Obama's latest round of sanctions came after close consultations with European leaders, who announced a less-ambitious package. The ultimate impact of the U.S. sanctions likely depends on whether the European Union follows suit.
The extent of the sanctions against key parts of the Russian energy and financial industry, including Gazprombank, was intended to serve notice to Moscow that its refusal to curb violence in eastern Ukraine has consequences.
The targeted companies also include Russia's second-largest gas producer, Novatek, Vnesheconombank, or VEB, a state-owned bank that acts as payment agent for the Russian government, and eight arms firms.
The U.S. Treasury Department said the measures effectively closed medium- and long-term dollar funding to the two banks and energy companies. But the sanctions did not freeze those four companies' assets, or otherwise prohibit U.S. firms or companies from doing business with them.
It is the first time the United States has imposed such narrowly targeted measures as it seeks the maximum impact on Russia, a huge energy producer, while avoiding any immediate shock to global oil markets or U.S. and EU companies.
Russian President Vladimir Putin, speaking in Brasilia, said the sanctions would damage U.S. energy companies, and bring relations with Russia to a "dead end."
One analyst said the sanctions remained limited in their scope and were likely to prompt a "war of words" more than anything else.
"I think that the impact on oil sales will be negligible," said sanctions expert Douglas Jacobson, attorney at Jacobson Burton in Washington. "It is another classic shot across the bow and a message from the United States that sanctions can be ramped up."
Obama said Putin had so far failed to take steps needed to resolve the crisis peacefully.
"We have emphasised our preference to resolve this issue diplomatically, but that we have to see concrete actions and not just words that Russia, in fact, is committed to trying to end this conflict along the Russia- Ukraine border," he said.
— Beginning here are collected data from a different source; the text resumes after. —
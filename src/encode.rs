//! PNG encoding of a rendered [`FrameBuffer`].
//!
//! PNG stores rows top to bottom. Buffers read back bottom to top are flipped
//! first, so the first encoded row is always the visual top of the render.
//! Files are written to a temporary sibling and renamed into place, so a
//! failed encode never leaves a partial image behind.

use std::{io::Write, path::Path};

use image::{ExtendedColorType, ImageEncoder, codecs::png::PngEncoder};

use crate::{
    data_structures::frame_buffer::FrameBuffer,
    error::{RenderError, Result},
};

/// Encodes `frame` as an RGBA8 PNG into `out`.
pub fn encode_png(frame: FrameBuffer, out: impl Write) -> Result<()> {
    let (width, height) = (frame.width(), frame.height());
    let pixels = frame.into_top_down();
    PngEncoder::new(out)
        .write_image(&pixels, width, height, ExtendedColorType::Rgba8)
        .map_err(|e| RenderError::Encode(e.to_string()))
}

/// Encodes `frame` and atomically replaces `path` with the result.
pub fn write_png(frame: FrameBuffer, path: &Path) -> Result<()> {
    let dir = match path.parent() {
        Some(dir) if !dir.as_os_str().is_empty() => dir,
        _ => Path::new("."),
    };
    let encode_err = |e: std::io::Error| RenderError::Encode(format!("{}: {}", path.display(), e));

    let mut tmp = tempfile::NamedTempFile::new_in(dir).map_err(encode_err)?;
    {
        let mut writer = std::io::BufWriter::new(tmp.as_file_mut());
        encode_png(frame, &mut writer)?;
        writer.flush().map_err(encode_err)?;
    }
    tmp.persist(path).map_err(|e| encode_err(e.error))?;
    log::info!("wrote {}", path.display());
    Ok(())
}
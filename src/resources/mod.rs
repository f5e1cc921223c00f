//! Model decoding: turns model files into a [`SceneNode`] tree.
//!
//! Two container formats are understood, picked by file extension:
//!
//! - `.stl` triangle meshes (binary or ASCII), see [`triangle_mesh`]
//! - `.gltf` / `.glb` scene packages, see [`scene_package`]
//!
//! All file access goes through an [`AssetSource`], so the decoders never
//! touch the filesystem (or anything else) directly. Embedded data is resolved
//! from the package bytes through a per-decode [`blob::BlobStore`].

use std::{
    collections::HashMap,
    future::Future,
    path::{Path, PathBuf},
    sync::Arc,
};

use crate::{
    data_structures::{scene_graph::SceneNode, texture::Texture},
    error::{RenderError, Result},
};

pub mod blob;
pub mod scene_package;
pub mod triangle_mesh;
mod uri;

/// Container formats the decoder understands.
#[derive(Clone, Copy, Debug, PartialEq, Eq)]
pub enum ModelFormat {
    /// STL, geometry only.
    TriangleMesh,
    /// glTF 2.0, either JSON (`.gltf`) with side buffers or binary (`.glb`).
    ScenePackage,
}

impl ModelFormat {
    /// Picks the format from the (case insensitive) file extension.
    pub fn from_path(path: &Path) -> Result<Self> {
        let ext = path
            .extension()
            .and_then(|e| e.to_str())
            .map(|e| e.to_ascii_lowercase())
            .unwrap_or_default();
        match ext.as_str() {
            "stl" => Ok(ModelFormat::TriangleMesh),
            "gltf" | "glb" => Ok(ModelFormat::ScenePackage),
            "" => Err(RenderError::UnsupportedFormat(path.display().to_string())),
            other => Err(RenderError::UnsupportedFormat(format!(".{}", other))),
        }
    }
}

/// The single capability the decoders need from the outside world: read all
/// bytes at a path.
pub trait AssetSource: Sync {
    fn read_bytes(&self, path: &Path) -> impl Future<Output = Result<Vec<u8>>> + Send;
}

/// Reads assets from the local filesystem.
#[derive(Clone, Copy, Debug, Default)]
pub struct FsSource;

impl AssetSource for FsSource {
    async fn read_bytes(&self, path: &Path) -> Result<Vec<u8>> {
        tokio::fs::read(path).await.map_err(|source| RenderError::Io {
            path: path.to_path_buf(),
            source,
        })
    }
}

/// In-memory assets keyed by path, handy for embedding and tests.
#[derive(Clone, Debug, Default)]
pub struct MemorySource {
    files: HashMap<PathBuf, Vec<u8>>,
}

impl MemorySource {
    pub fn new() -> Self {
        Self::default()
    }

    pub fn insert(&mut self, path: impl Into<PathBuf>, bytes: Vec<u8>) {
        self.files.insert(path.into(), bytes);
    }
}

impl AssetSource for MemorySource {
    async fn read_bytes(&self, path: &Path) -> Result<Vec<u8>> {
        self.files.get(path).cloned().ok_or_else(|| RenderError::Io {
            path: path.to_path_buf(),
            source: std::io::Error::from(std::io::ErrorKind::NotFound),
        })
    }
}

/// Non-fatal problems met while decoding.
#[derive(Debug, Default)]
pub struct DecodeReport {
    pub warnings: Vec<RenderError>,
}

impl DecodeReport {
    pub(crate) fn warn(&mut self, warning: RenderError) {
        log::warn!("{}", warning);
        self.warnings.push(warning);
    }

    pub fn missing_blobs(&self) -> impl Iterator<Item = &RenderError> {
        self.warnings
            .iter()
            .filter(|w| w.kind() == crate::error::ErrorKind::MissingBlob)
    }
}

/// Output of the decoder: the untouched model tree and everything resolved for it.
#[derive(Debug)]
pub struct DecodedModel {
    pub format: ModelFormat,
    pub root: SceneNode,
    /// Every texture that was decoded, shared with the materials using it.
    pub textures: Vec<Arc<Texture>>,
    pub report: DecodeReport,
}

/// Decodes `bytes` of the given format.
///
/// `base_dir` is where relative references (side buffers, external images)
/// are resolved. Returns only after every texture is decoded or recorded as
/// missing.
pub async fn decode_model(
    bytes: &[u8],
    format: ModelFormat,
    base_dir: &Path,
    source: &impl AssetSource,
) -> Result<DecodedModel> {
    match format {
        ModelFormat::TriangleMesh => triangle_mesh::decode(bytes),
        ModelFormat::ScenePackage => scene_package::decode(bytes, base_dir, source).await,
    }
}

/// Detects the format of `path`, reads it through `source` and decodes it.
///
/// Unsupported extensions fail before any bytes are read.
pub async fn load_model(path: &Path, source: &impl AssetSource) -> Result<DecodedModel> {
    let format = ModelFormat::from_path(path)?;
    let bytes = source.read_bytes(path).await?;
    let base_dir = path.parent().unwrap_or_else(|| Path::new(""));
    log::info!(
        "decoding {} ({} bytes) as {:?}",
        path.display(),
        bytes.len(),
        format
    );
    decode_model(&bytes, format, base_dir, source).await
}
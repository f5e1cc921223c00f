use crate::{
    data_structures::{
        model::{ModelVertex, Vertex},
        texture::GpuTexture,
    },
    pipelines::{ColorTarget, mk_render_pipeline},
};

/// Group 0 of the scene pass: globals, shadow map array and its comparison sampler.
pub fn mk_globals_layout(device: &wgpu::Device) -> wgpu::BindGroupLayout {
    device.create_bind_group_layout(&wgpu::BindGroupLayoutDescriptor {
        entries: &[
            wgpu::BindGroupLayoutEntry {
                binding: 0,
                visibility: wgpu::ShaderStages::VERTEX | wgpu::ShaderStages::FRAGMENT,
                ty: wgpu::BindingType::Buffer {
                    ty: wgpu::BufferBindingType::Uniform,
                    has_dynamic_offset: false,
                    min_binding_size: None,
                },
                count: None,
            },
            wgpu::BindGroupLayoutEntry {
                binding: 1,
                visibility: wgpu::ShaderStages::FRAGMENT,
                ty: wgpu::BindingType::Texture {
                    multisampled: false,
                    view_dimension: wgpu::TextureViewDimension::D2Array,
                    sample_type: wgpu::TextureSampleType::Depth,
                },
                count: None,
            },
            wgpu::BindGroupLayoutEntry {
                binding: 2,
                visibility: wgpu::ShaderStages::FRAGMENT,
                ty: wgpu::BindingType::Sampler(wgpu::SamplerBindingType::Comparison),
                count: None,
            },
        ],
        label: Some("globals_bind_group_layout"),
    })
}

/// Group 1 of the scene pass: material factors, base colour texture and sampler.
pub fn mk_material_layout(device: &wgpu::Device) -> wgpu::BindGroupLayout {
    device.create_bind_group_layout(&wgpu::BindGroupLayoutDescriptor {
        entries: &[
            wgpu::BindGroupLayoutEntry {
                binding: 0,
                visibility: wgpu::ShaderStages::FRAGMENT,
                ty: wgpu::BindingType::Buffer {
                    ty: wgpu::BufferBindingType::Uniform,
                    has_dynamic_offset: false,
                    min_binding_size: None,
                },
                count: None,
            },
            wgpu::BindGroupLayoutEntry {
                binding: 1,
                visibility: wgpu::ShaderStages::FRAGMENT,
                ty: wgpu::BindingType::Texture {
                    multisampled: false,
                    view_dimension: wgpu::TextureViewDimension::D2,
                    sample_type: wgpu::TextureSampleType::Float { filterable: true },
                },
                count: None,
            },
            wgpu::BindGroupLayoutEntry {
                binding: 2,
                visibility: wgpu::ShaderStages::FRAGMENT,
                ty: wgpu::BindingType::Sampler(wgpu::SamplerBindingType::Filtering),
                count: None,
            },
        ],
        label: Some("material_bind_group_layout"),
    })
}

pub fn mk_scene_pipeline(
    device: &wgpu::Device,
    color_format: wgpu::TextureFormat,
    sample_count: u32,
    globals_layout: &wgpu::BindGroupLayout,
    material_layout: &wgpu::BindGroupLayout,
) -> wgpu::RenderPipeline {
    let layout = device.create_pipeline_layout(&wgpu::PipelineLayoutDescriptor {
        label: Some("Scene Pipeline Layout"),
        bind_group_layouts: &[globals_layout, material_layout],
        push_constant_ranges: &[],
    });

    let shader = wgpu::ShaderModuleDescriptor {
        label: Some("Scene Shader"),
        source: wgpu::ShaderSource::Wgsl(include_str!("scene.wgsl").into()),
    };

    mk_render_pipeline(
        device,
        "Scene Pipeline",
        &layout,
        Some(ColorTarget {
            format: color_format,
            blend: Some(wgpu::BlendState::REPLACE),
        }),
        Some(GpuTexture::DEPTH_FORMAT),
        wgpu::DepthBiasState::default(),
        sample_count,
        &[ModelVertex::desc()],
        shader,
    )
}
Washington said on Wednesday that up to 12,000 Russian combat forces were back on the border with Ukraine and that weaponry was crossing over to pro-Russian separatists. The increase in the Russian presence occurred several weeks after Moscow had drawn down its forces in the area to about 1,000 troops.
POSSIBLE FURTHER SANCTIONS
Obama said the United States could impose further sanctions if Russia did not take concrete steps to ease the conflict.
The United States has already imposed several rounds of sanctions on Russian and Ukrainian senior officials since the start of the violence, including Rosneft's chief executive, Igor Sechin. But the sanctions have had only a limited impact on the Russian energy industry, a cornerstone of the country's $2 trillion (1.17 trillion pound) economy.
It is not yet clear how large an impact the new measures will have on Rosneft, which had sales of $40 billion in the first quarter, about 8.6 percent of Russia's gross domestic product, or the companies it does business with.
Sechin, who like Putin was speaking in Brasilia, said the sanctions would not affect Rosneft's current project with ExxonMobil, but would damage the shareholders of U.S. companies cooperating with Rosneft.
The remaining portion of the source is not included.